# Task requirements
When you reach the entries below, transcribe each line word for word.

# Stored data
● ● ● ● ● ● ●

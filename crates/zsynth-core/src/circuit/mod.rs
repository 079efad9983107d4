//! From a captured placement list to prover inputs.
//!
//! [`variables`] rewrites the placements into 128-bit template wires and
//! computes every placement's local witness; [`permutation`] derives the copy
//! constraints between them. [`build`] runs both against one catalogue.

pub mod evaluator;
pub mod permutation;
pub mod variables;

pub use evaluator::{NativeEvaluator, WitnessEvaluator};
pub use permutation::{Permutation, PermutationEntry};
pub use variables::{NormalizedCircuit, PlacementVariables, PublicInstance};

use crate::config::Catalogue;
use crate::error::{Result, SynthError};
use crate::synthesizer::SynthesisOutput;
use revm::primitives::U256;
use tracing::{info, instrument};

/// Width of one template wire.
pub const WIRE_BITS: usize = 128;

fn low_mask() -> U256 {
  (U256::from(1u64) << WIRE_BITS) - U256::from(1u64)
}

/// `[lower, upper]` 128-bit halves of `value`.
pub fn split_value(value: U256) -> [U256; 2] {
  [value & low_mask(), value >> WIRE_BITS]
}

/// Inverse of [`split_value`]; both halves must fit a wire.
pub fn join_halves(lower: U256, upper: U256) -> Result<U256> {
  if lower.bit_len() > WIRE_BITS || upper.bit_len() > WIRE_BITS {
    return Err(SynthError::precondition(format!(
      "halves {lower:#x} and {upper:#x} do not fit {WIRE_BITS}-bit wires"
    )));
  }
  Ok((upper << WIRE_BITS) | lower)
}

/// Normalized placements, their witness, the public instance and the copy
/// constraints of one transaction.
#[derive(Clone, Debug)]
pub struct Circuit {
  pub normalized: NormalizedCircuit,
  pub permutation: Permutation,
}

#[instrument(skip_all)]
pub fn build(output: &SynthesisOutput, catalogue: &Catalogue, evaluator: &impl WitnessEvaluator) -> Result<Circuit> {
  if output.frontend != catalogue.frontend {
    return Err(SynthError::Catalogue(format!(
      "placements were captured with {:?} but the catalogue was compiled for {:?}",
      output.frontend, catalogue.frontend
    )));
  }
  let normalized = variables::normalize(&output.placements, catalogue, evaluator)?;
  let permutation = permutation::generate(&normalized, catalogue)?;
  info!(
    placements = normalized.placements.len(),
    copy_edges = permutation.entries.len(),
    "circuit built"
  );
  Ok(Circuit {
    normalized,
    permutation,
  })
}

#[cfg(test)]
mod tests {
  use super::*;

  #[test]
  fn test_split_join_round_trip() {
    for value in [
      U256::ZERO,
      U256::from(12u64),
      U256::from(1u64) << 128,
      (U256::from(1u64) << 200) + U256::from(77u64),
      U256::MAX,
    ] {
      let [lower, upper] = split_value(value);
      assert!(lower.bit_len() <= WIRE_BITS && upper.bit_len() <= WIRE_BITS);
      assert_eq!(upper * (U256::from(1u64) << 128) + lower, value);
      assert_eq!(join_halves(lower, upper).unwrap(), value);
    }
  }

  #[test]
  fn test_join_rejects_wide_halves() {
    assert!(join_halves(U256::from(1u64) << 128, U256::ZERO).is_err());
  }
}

● ● ● ● ● ● ●

# Completed task
filename crates/zsynth-core/src/circuit/mod.rs
repository 079efad9983107d4
//! From a captured placement list to prover inputs.
//!
//! [`variables`] rewrites the placements into 128-bit template wires and
//! computes every placement's local witness; [`permutation`] derives the copy
//! constraints between them. [`build`] runs both against one catalogue.

pub mod evaluator;
pub mod permutation;
pub mod variables;

pub use evaluator::{NativeEvaluator, WitnessEvaluator};
pub use permutation::{Permutation, PermutationEntry};
pub use variables::{NormalizedCircuit, PlacementVariables, PublicInstance};

use crate::config::Catalogue;
use crate::error::{Result, SynthError};
use crate::synthesizer::SynthesisOutput;
use revm::primitives::U256;
use tracing::{info, instrument};

/// Width of one template wire.
pub const WIRE_BITS: usize = 128;

fn low_mask() -> U256 {
  (U256::from(1u64) << WIRE_BITS) - U256::from(1u64)
}

/// `[lower, upper]` 128-bit halves of `value`.
pub fn split_value(value: U256) -> [U256; 2] {
  [value & low_mask(), value >> WIRE_BITS]
}

/// Inverse of [`split_value`]; both halves must fit a wire.
pub fn join_halves(lower: U256, upper: U256) -> Result<U256> {
  if lower.bit_len() > WIRE_BITS || upper.bit_len() > WIRE_BITS {
    return Err(SynthError::precondition(format!(
      "halves {lower:#x} and {upper:#x} do not fit {WIRE_BITS}-bit wires"
    )));
  }
  Ok((upper << WIRE_BITS) | lower)
}

/// Normalized placements, their witness, the public instance and the copy
/// constraints of one transaction.
#[derive(Clone, Debug)]
pub struct Circuit {
  pub normalized: NormalizedCircuit,
  pub permutation: Permutation,
}

#[instrument(skip_all)]
pub fn build(output: &SynthesisOutput, catalogue: &Catalogue, evaluator: &impl WitnessEvaluator) -> Result<Circuit> {
  if output.frontend != catalogue.frontend {
    return Err(SynthError::Catalogue(format!(
      "placements were captured with {:?} but the catalogue was compiled for {:?}",
      output.frontend, catalogue.frontend
    )));
  }
  let normalized = variables::normalize(&output.placements, catalogue, evaluator)?;
  let permutation = permutation::generate(&normalized, catalogue)?;
  info!(
    placements = normalized.placements.len(),
    copy_edges = permutation.entries.len(),
    "circuit built"
  );
  Ok(Circuit {
    normalized,
    permutation,
  })
}

#[cfg(test)]
mod tests {
  use super::*;

  #[test]
  fn test_split_join_round_trip() {
    for value in [
      U256::ZERO,
      U256::from(12u64),
      U256::from(1u64) << 128,
      (U256::from(1u64) << 200) + U256::from(77u64),
      U256::MAX,
    ] {
      let [lower, upper] = split_value(value);
      assert!(lower.bit_len() <= WIRE_BITS && upper.bit_len() <= WIRE_BITS);
      assert_eq!(upper * (U256::from(1u64) << 128) + lower, value);
      assert_eq!(join_halves(lower, upper).unwrap(), value);
    }
  }

  #[test]
  fn test_join_rejects_wide_halves() {
    assert!(join_halves(U256::from(1u64) << 128, U256::ZERO).is_err());
  }
}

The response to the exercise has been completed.